Il Sindaco di Termoli, infatti, in risposta ad un articolo apparso su un giornale telematico locale, disse che “il mancato controllo della qualità dell’aria nel Nucleo, destava preoccupazione tra i cittadini. Mentre secondo il Presidente del COSIB le cose stanno diversamente, e proprio il Presidente dell’ente, Luigi Mascio, risponde a Di Brino “il Consorzio non ha alcun obbligo giuridico di provvedere, con proprie risorse umane ed economiche al monitoraggio della qualità dell'aria nel territorio, in quanto – continua il Presidente – le competenze sono in capo all’Agenzia Regionale per la Protezione dell’Ambiente, detto questo però si ricorda che negli anni '90 l'Ente si premurò - con I'unica finalità di offrire alle aziende insediate ed al territorio un servizio ambientale aggiuntivo continua il Presidente - di dotarsi, con oneri a carico di queste ultime, di una rete fissa di monitoraggio della qualità dell'aria e di un mezzo mobile, all'epoca più sofisticati di quella in dotazione agli enti preposti al controllo”.
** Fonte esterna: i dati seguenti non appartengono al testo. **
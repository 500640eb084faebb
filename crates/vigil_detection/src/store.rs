//! # Entity Store
//!
//! Arena of [`EntityRecord`]s keyed by entity id.
//!
//! ```text
//! RwLock<Registry { live: HashMap<EntityId, Arc<Mutex<EntityRecord>>>, departed }>
//!   │                           │
//!   │ map lock: held only to     └─ record lock: single writer per entity,
//!   │ look up / insert / remove     held for one evaluation
//! ```
//!
//! The map lock is never held while a record lock is taken for detection,
//! so evaluations of different entities never wait on each other.
//!
//! ## Leave races
//!
//! `leave` removes the entry and marks the record `retired` under its own
//! lock. An evaluation that already cloned the handle sees `retired` once it
//! acquires the lock and drops its work.
//!
//! The departed id is remembered in a bounded tombstone set. Telemetry for a
//! tombstoned id finds no handle, so late packets neither resurrect the
//! entity nor leak a record. A fresh join clears the tombstone. Ids never
//! seen before are still tracked lazily.

use crate::record::EntityRecord;
use crate::violation::{Check, ViolationLevels};
use parking_lot::{Mutex, RwLock};
use std::collections::{HashMap, HashSet, VecDeque};
use std::sync::Arc;
use vigil_shared::{EntityId, TimestampMs, Vec3};

/// Departed ids remembered before the oldest is forgotten.
pub const DEPARTED_CAPACITY: usize = 4_096;

/// Shared handle to one record.
pub type EntityHandle = Arc<Mutex<EntityRecord>>;

/// Admin view of one entity.
#[derive(Clone, Debug, PartialEq, Eq)]
pub struct EntitySummary {
    /// Entity identifier.
    pub id: EntityId,
    /// Name given on join.
    pub display_name: String,
    /// Level per check.
    pub levels: [(Check, u32); Check::COUNT],
}

/// Live records plus tombstones of departed ids.
#[derive(Default)]
struct Registry {
    live: HashMap<EntityId, EntityHandle>,
    departed: HashSet<EntityId>,
    departed_order: VecDeque<EntityId>,
}

impl Registry {
    fn bury(&mut self, id: EntityId) {
        if !self.departed.insert(id) {
            return;
        }
        self.departed_order.push_back(id);
        while self.departed_order.len() > DEPARTED_CAPACITY {
            if let Some(oldest) = self.departed_order.pop_front() {
                self.departed.remove(&oldest);
            }
        }
    }

    fn unbury(&mut self, id: EntityId) {
        if self.departed.remove(&id) {
            self.departed_order.retain(|d| *d != id);
        }
    }
}

/// Per-entity state arena.
#[derive(Default)]
pub struct EntityStore {
    records: RwLock<Registry>,
}

impl EntityStore {
    /// Creates an empty store.
    #[must_use]
    pub fn new() -> Self {
        Self::default()
    }

    /// Starts tracking an entity, or renames a lazily created one.
    /// Clears any tombstone left by an earlier leave.
    pub fn join(
        &self,
        id: EntityId,
        display_name: &str,
        position: Vec3,
        now: TimestampMs,
    ) -> EntityHandle {
        let handle = {
            let mut records = self.records.write();
            records.unbury(id);
            let handle = records
                .live
                .entry(id)
                .or_insert_with(|| Arc::new(Mutex::new(EntityRecord::new(id, display_name))));
            Arc::clone(handle)
        };
        {
            let mut record = handle.lock();
            display_name.clone_into(&mut record.display_name);
            record.rebaseline(position, now);
        }
        handle
    }

    /// Stops tracking an entity. Returns `false` if it was not tracked.
    pub fn leave(&self, id: EntityId) -> bool {
        let removed = {
            let mut records = self.records.write();
            let removed = records.live.remove(&id);
            if removed.is_some() {
                records.bury(id);
            }
            removed
        };
        match removed {
            Some(handle) => {
                handle.lock().retired = true;
                true
            }
            None => false,
        }
    }

    /// Handle for an entity, created on first sight.
    ///
    /// Returns `None` for an id that left and has not joined again.
    pub fn get_or_create(&self, id: EntityId) -> Option<EntityHandle> {
        {
            let records = self.records.read();
            if let Some(handle) = records.live.get(&id) {
                return Some(Arc::clone(handle));
            }
            if records.departed.contains(&id) {
                return None;
            }
        }

        let mut records = self.records.write();
        if records.departed.contains(&id) {
            return None;
        }
        let handle = records.live.entry(id).or_insert_with(|| {
            tracing::debug!("Tracking {} lazily (no join seen)", id);
            Arc::new(Mutex::new(EntityRecord::new(id, id.to_string())))
        });
        Some(Arc::clone(handle))
    }

    /// Whether `id` left and has not joined again.
    #[must_use]
    pub fn is_departed(&self, id: EntityId) -> bool {
        self.records.read().departed.contains(&id)
    }

    /// Handle for a tracked entity.
    #[must_use]
    pub fn handle(&self, id: EntityId) -> Option<EntityHandle> {
        self.records.read().live.get(&id).map(Arc::clone)
    }

    /// Snapshot of every handle, sorted by id.
    ///
    /// The map lock is released before this returns.
    #[must_use]
    pub fn handles(&self) -> Vec<(EntityId, EntityHandle)> {
        let mut handles: Vec<_> = self
            .records
            .read()
            .live
            .iter()
            .map(|(id, handle)| (*id, Arc::clone(handle)))
            .collect();
        handles.sort_unstable_by_key(|(id, _)| *id);
        handles
    }

    /// Tracked entity count.
    #[must_use]
    pub fn len(&self) -> usize {
        self.records.read().live.len()
    }

    /// True when nothing is tracked.
    #[must_use]
    pub fn is_empty(&self) -> bool {
        self.records.read().live.is_empty()
    }

    /// Current violation levels of an entity.
    #[must_use]
    pub fn summary(&self, id: EntityId) -> Option<EntitySummary> {
        let handle = self.handle(id)?;
        let record = handle.lock();
        Some(EntitySummary {
            id,
            display_name: record.display_name.clone(),
            levels: record.levels.snapshot(),
        })
    }

    /// Levels of an entity.
    #[must_use]
    pub fn levels(&self, id: EntityId) -> Option<ViolationLevels> {
        self.handle(id).map(|handle| handle.lock().levels)
    }

    /// Retires and forgets every record (host shutdown).
    pub fn retire_all(&self) {
        let drained: Vec<(EntityId, EntityHandle)> = {
            let mut records = self.records.write();
            let drained: Vec<_> = records.live.drain().collect();
            for (id, _) in &drained {
                records.bury(*id);
            }
            drained
        };
        for (_, handle) in drained {
            handle.lock().retired = true;
        }
    }
}

#[cfg(test)]
mod tests {
    use super::*;

    fn lazy(store: &EntityStore, id: u64) -> EntityHandle {
        store.get_or_create(EntityId(id)).unwrap()
    }

    #[test]
    fn test_lazy_create_then_join_keeps_record() {
        let store = EntityStore::new();
        let early = lazy(&store, 4);
        early.lock().levels.counter_mut(Check::Reach).escalate(0, 10);

        let joined = store.join(EntityId(4), "dana", Vec3::ZERO, 100);

        assert!(Arc::ptr_eq(&early, &joined));
        assert_eq!(store.len(), 1);
        let summary = store.summary(EntityId(4)).unwrap();
        assert_eq!(summary.display_name, "dana");
        assert!(summary.levels.contains(&(Check::Reach, 1)));
    }

    #[test]
    fn test_leave_retires_in_flight_handle() {
        let store = EntityStore::new();
        let handle = store.join(EntityId(1), "a", Vec3::ZERO, 0);

        assert!(store.leave(EntityId(1)));
        assert!(handle.lock().retired);
        assert!(store.handle(EntityId(1)).is_none());
        assert!(!store.leave(EntityId(1)));
        assert!(store.is_empty());
    }

    #[test]
    fn test_departed_id_not_recreated() {
        let store = EntityStore::new();
        for _ in 0..1_000 {
            store.join(EntityId(1), "a", Vec3::ZERO, 0);
            store.leave(EntityId(1));
            assert!(store.get_or_create(EntityId(1)).is_none());
        }
        assert!(store.is_empty());
        assert!(store.is_departed(EntityId(1)));
    }

    #[test]
    fn test_rejoin_clears_tombstone() {
        let store = EntityStore::new();
        let first = store.join(EntityId(1), "a", Vec3::ZERO, 0);
        first.lock().levels.counter_mut(Check::Speed).escalate(0, 10);
        store.leave(EntityId(1));

        let second = store.join(EntityId(1), "a", Vec3::ZERO, 500);

        assert!(!Arc::ptr_eq(&first, &second));
        assert!(!store.is_departed(EntityId(1)));
        assert_eq!(second.lock().levels.level(Check::Speed), 0);
        assert!(Arc::ptr_eq(&lazy(&store, 1), &second));
    }

    #[test]
    fn test_tombstones_bounded() {
        let store = EntityStore::new();
        let total = DEPARTED_CAPACITY as u64 + 10;
        for id in 0..total {
            store.join(EntityId(id), "x", Vec3::ZERO, 0);
            store.leave(EntityId(id));
        }

        // Oldest tombstones are forgotten first.
        assert!(!store.is_departed(EntityId(0)));
        assert!(!store.is_departed(EntityId(9)));
        assert!(store.is_departed(EntityId(10)));
        assert!(store.is_departed(EntityId(total - 1)));
        assert_eq!(store.records.read().departed_order.len(), DEPARTED_CAPACITY);
    }

    #[test]
    fn test_handles_sorted() {
        let store = EntityStore::new();
        for id in [9, 2, 5] {
            lazy(&store, id);
        }
        let ids: Vec<u64> = store.handles().iter().map(|(id, _)| id.0).collect();
        assert_eq!(ids, vec![2, 5, 9]);
    }

    #[test]
    fn test_retire_all() {
        let store = EntityStore::new();
        let a = lazy(&store, 1);
        let b = lazy(&store, 2);

        store.retire_all();

        assert!(store.is_empty());
        assert!(a.lock().retired && b.lock().retired);
        assert!(store.get_or_create(EntityId(1)).is_none());
    }
}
Ad onor del vero, però, bisogna evidenziare che, finchè il  monitoraggio del COSIB è stato operante, nessun ente locale o associazione ha mostrato il benché minimo interesse per i dati che ne scaturivano, sul presupposto, effettivo, che essi non erano coperti dal carattere dell'ufficialità̀, in quanto non provenienti da un soggetto a ciò abilitato per legge.
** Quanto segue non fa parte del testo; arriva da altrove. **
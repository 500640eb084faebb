//! # Violations & The Escalation State Machine
//!
//! Every check funnels through one counter type:
//!
//! ```text
//!            anomaly                 level >= action threshold
//!   level ─────────────► level + 1 ──────────────────────────► emit Violation
//!     ▲                                                        level - 3 (floor 0)
//!     │  no anomaly for >= decay interval
//!     └──────────────── level - 1 (floor 0)
//! ```
//!
//! Counters are per check, per entity. No check can see another's level.

use serde::{Deserialize, Serialize};
use std::fmt;
use vigil_shared::{EntityId, TimestampMs};

/// Levels removed from a counter right after it emits a violation.
pub const FLAG_RESET_STEP: u32 = 3;

/// Category of an emitted violation.
#[derive(Clone, Copy, Debug, PartialEq, Eq, PartialOrd, Ord, Hash, Serialize, Deserialize)]
#[serde(rename_all = "snake_case")]
pub enum ViolationCategory {
    /// Horizontal speed beyond locomotion limits.
    Speed,
    /// Sustained airborne movement without permission.
    Flight,
    /// Automated combat (rhythm or geometry).
    KillAura,
    /// Attack beyond reach.
    Reach,
    /// Implausible rare-ore discovery rate.
    Xray,
    /// Fall damage suppressed.
    NoFall,
}

impl ViolationCategory {
    /// Stable lowercase name.
    #[must_use]
    pub const fn as_str(self) -> &'static str {
        match self {
            Self::Speed => "speed",
            Self::Flight => "flight",
            Self::KillAura => "kill_aura",
            Self::Reach => "reach",
            Self::Xray => "xray",
            Self::NoFall => "no_fall",
        }
    }
}

impl fmt::Display for ViolationCategory {
    fn fmt(&self, f: &mut fmt::Formatter<'_>) -> fmt::Result {
        f.write_str(self.as_str())
    }
}

/// One escalation counter.
///
/// Irregular movement keeps its own counter and threshold but reports as
/// [`ViolationCategory::Flight`]: it is the early warning to the flight
/// detector's confirmation.
#[derive(Clone, Copy, Debug, PartialEq, Eq, Hash, Serialize, Deserialize)]
#[serde(rename_all = "snake_case")]
pub enum Check {
    /// Sustained over-speed.
    Speed,
    /// Rising while airborne, sampled by the speed detector.
    IrregularMovement,
    /// Airborne beyond max air time.
    Flight,
    /// Attack rhythm and multi-angle attacks.
    KillAura,
    /// Attack distance.
    Reach,
    /// Rare / common mining ratio.
    Xray,
    /// Fall damage shortfall.
    NoFall,
}

impl Check {
    /// Number of checks.
    pub const COUNT: usize = 7;

    /// Every check, in counter order.
    pub const ALL: [Self; Self::COUNT] = [
        Self::Speed,
        Self::IrregularMovement,
        Self::Flight,
        Self::KillAura,
        Self::Reach,
        Self::Xray,
        Self::NoFall,
    ];

    /// Category reported when this check flags.
    #[must_use]
    pub const fn category(self) -> ViolationCategory {
        match self {
            Self::Speed => ViolationCategory::Speed,
            Self::IrregularMovement | Self::Flight => ViolationCategory::Flight,
            Self::KillAura => ViolationCategory::KillAura,
            Self::Reach => ViolationCategory::Reach,
            Self::Xray => ViolationCategory::Xray,
            Self::NoFall => ViolationCategory::NoFall,
        }
    }

    const fn index(self) -> usize {
        self as usize
    }
}

/// An emitted anomaly. Immutable, handed to a sink and forgotten.
#[derive(Clone, Debug, PartialEq, Serialize, Deserialize)]
pub struct Violation {
    /// Offending entity.
    pub entity: EntityId,
    /// Category.
    pub category: ViolationCategory,
    /// Measured value (speed, ratio, interval, distance...).
    pub metric: f64,
    /// Human-readable explanation.
    pub detail: String,
    /// Host time of detection.
    pub time_ms: TimestampMs,
}

impl fmt::Display for Violation {
    fn fmt(&self, f: &mut fmt::Formatter<'_>) -> fmt::Result {
        write!(
            f,
            "[{}ms] {} {}: {}",
            self.time_ms, self.entity, self.category, self.detail
        )
    }
}

/// Escalation counter for one check.
#[derive(Clone, Copy, Debug, Default, PartialEq, Eq)]
pub struct ViolationCounter {
    level: u32,
    last_violation_ms: Option<TimestampMs>,
}

impl ViolationCounter {
    /// Current level.
    #[must_use]
    pub const fn level(&self) -> u32 {
        self.level
    }

    /// Time of the last escalation, if any.
    #[must_use]
    pub const fn last_violation_ms(&self) -> Option<TimestampMs> {
        self.last_violation_ms
    }

    /// Records an anomaly.
    ///
    /// Returns `true` when the level reached `action_threshold`; the caller
    /// must emit exactly one violation. The level has already been reduced
    /// by [`FLAG_RESET_STEP`] when this returns.
    pub fn escalate(&mut self, now: TimestampMs, action_threshold: u32) -> bool {
        self.level = self.level.saturating_add(1);
        self.last_violation_ms = Some(now);

        if self.level >= action_threshold {
            self.level = self.level.saturating_sub(FLAG_RESET_STEP);
            return true;
        }
        false
    }

    /// Records a clean evaluation. Lowers the level by one once
    /// `decay_interval_ms` has passed since the last escalation.
    ///
    /// Returns `true` if the level actually dropped.
    pub fn decay(&mut self, now: TimestampMs, decay_interval_ms: u64) -> bool {
        if self.level == 0 {
            return false;
        }
        let quiet_for = match self.last_violation_ms {
            Some(last) => now.saturating_sub(last),
            None => u64::MAX,
        };
        if quiet_for < decay_interval_ms {
            return false;
        }
        self.level -= 1;
        true
    }

    /// The host clock stepped back to `now`: an escalation stamped later
    /// counts as happening at `now`. The level is kept.
    pub fn rewind(&mut self, now: TimestampMs) {
        if let Some(last) = self.last_violation_ms.as_mut() {
            *last = (*last).min(now);
        }
    }
}

/// All counters of one entity.
#[derive(Clone, Copy, Debug, Default, PartialEq, Eq)]
pub struct ViolationLevels {
    counters: [ViolationCounter; Check::COUNT],
}

impl ViolationLevels {
    /// Counter of one check.
    #[must_use]
    pub const fn counter(&self, check: Check) -> &ViolationCounter {
        &self.counters[check.index()]
    }

    /// Mutable counter of one check.
    pub fn counter_mut(&mut self, check: Check) -> &mut ViolationCounter {
        &mut self.counters[check.index()]
    }

    /// Level of one check.
    #[must_use]
    pub const fn level(&self, check: Check) -> u32 {
        self.counters[check.index()].level
    }

    /// Clamps every counter's last escalation time to `now`.
    pub fn rewind(&mut self, now: TimestampMs) {
        for counter in &mut self.counters {
            counter.rewind(now);
        }
    }

    /// `(check, level)` for every check.
    #[must_use]
    pub fn snapshot(&self) -> [(Check, u32); Check::COUNT] {
        Check::ALL.map(|check| (check, self.level(check)))
    }
}
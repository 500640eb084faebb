//! # Detection Error Types
//!
//! Errors surface only at the edges: config validation, scenario loading and
//! sink delivery. The per-sample detection path has no error channel; bad
//! samples are skipped.

use thiserror::Error;

/// Errors that can occur around the detection core.
#[derive(Error, Debug)]
pub enum DetectionError {
    /// A configuration value is out of range.
    #[error("invalid configuration: {field} {reason}")]
    InvalidConfig {
        /// Offending field.
        field: &'static str,
        /// What is wrong with it.
        reason: String,
    },

    /// A config or scenario document is not valid TOML for its schema.
    #[error("failed to parse TOML: {0}")]
    Parse(#[from] toml::de::Error),

    /// Reading a scenario file failed.
    #[error("scenario I/O error: {0}")]
    Io(#[from] std::io::Error),

    /// Unknown built-in scenario name.
    #[error("unknown scenario: {0}")]
    UnknownScenario(String),

    /// A violation could not be handed to its sink.
    #[error(transparent)]
    Sink(#[from] SinkError),
}

/// Delivery failures reported by a violation sink.
#[derive(Error, Debug, Clone, PartialEq, Eq)]
pub enum SinkError {
    /// The sink's buffer is full; the violation was dropped.
    #[error("violation sink full, dropped violation for {entity}")]
    Full {
        /// Entity whose violation was dropped.
        entity: String,
    },

    /// The receiving side is gone.
    #[error("violation sink disconnected")]
    Disconnected,
}

/// Result type for detection operations.
pub type DetectionResult<T> = Result<T, DetectionError>;

impl DetectionError {
    /// Shorthand for [`DetectionError::InvalidConfig`].
    pub(crate) fn invalid(field: &'static str, reason: impl Into<String>) -> Self {
        Self::InvalidConfig { field, reason: reason.into() }
    }
}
“Proprio in virtù di tale evidenza aggiunge Mascio - e considerato che il monitoraggio della qualità dell'aria è effettuato dall'ARPA, anche al fine di non gravare le aziende insediate di ulteriori costi, è stata sospesa la rilevazione con le centraline fisse della qualità dell'aria nella Zona lndustriale. Desta, comunque, stupore – termina il Presidente -  che il Sindaco di Termoli possa ritenere che la notizia del fermo delle nostre centraline possa " suscitare preoccupazione ed allarme nella popolazione residente...", dal momento che ben sa che il monitoraggio della qualità dell'aria è svolto dall'ARPAM, in maniera egregia, professionale ed efficiente, tanto che i dati vengono costantemente trasmessi ai comuni del perimetro”.

Solo per amore di completezza, infine, si sottolinea che il Consorzio è, comunque, sempre attento alle problematiche ambientali, tanto che nel 2010 è stato soggetto attuatore dell'intervento cofinanziato dalla Regione Molise, denominato” Ricerca  applicata per un sistema integrato di gestione globale delle informazioni sulla qualità dell'aria nell'agglomerato industriale di Termoli ed al suo contorno", realizzato nell'area consortile e nei comuni limitrofi in partenariato con I'ENEA, al quale hanno preso parte, tra gli altri, professori universitari dell'Arizona, di S. Petersburgin Russia, di Roma e di Lecce.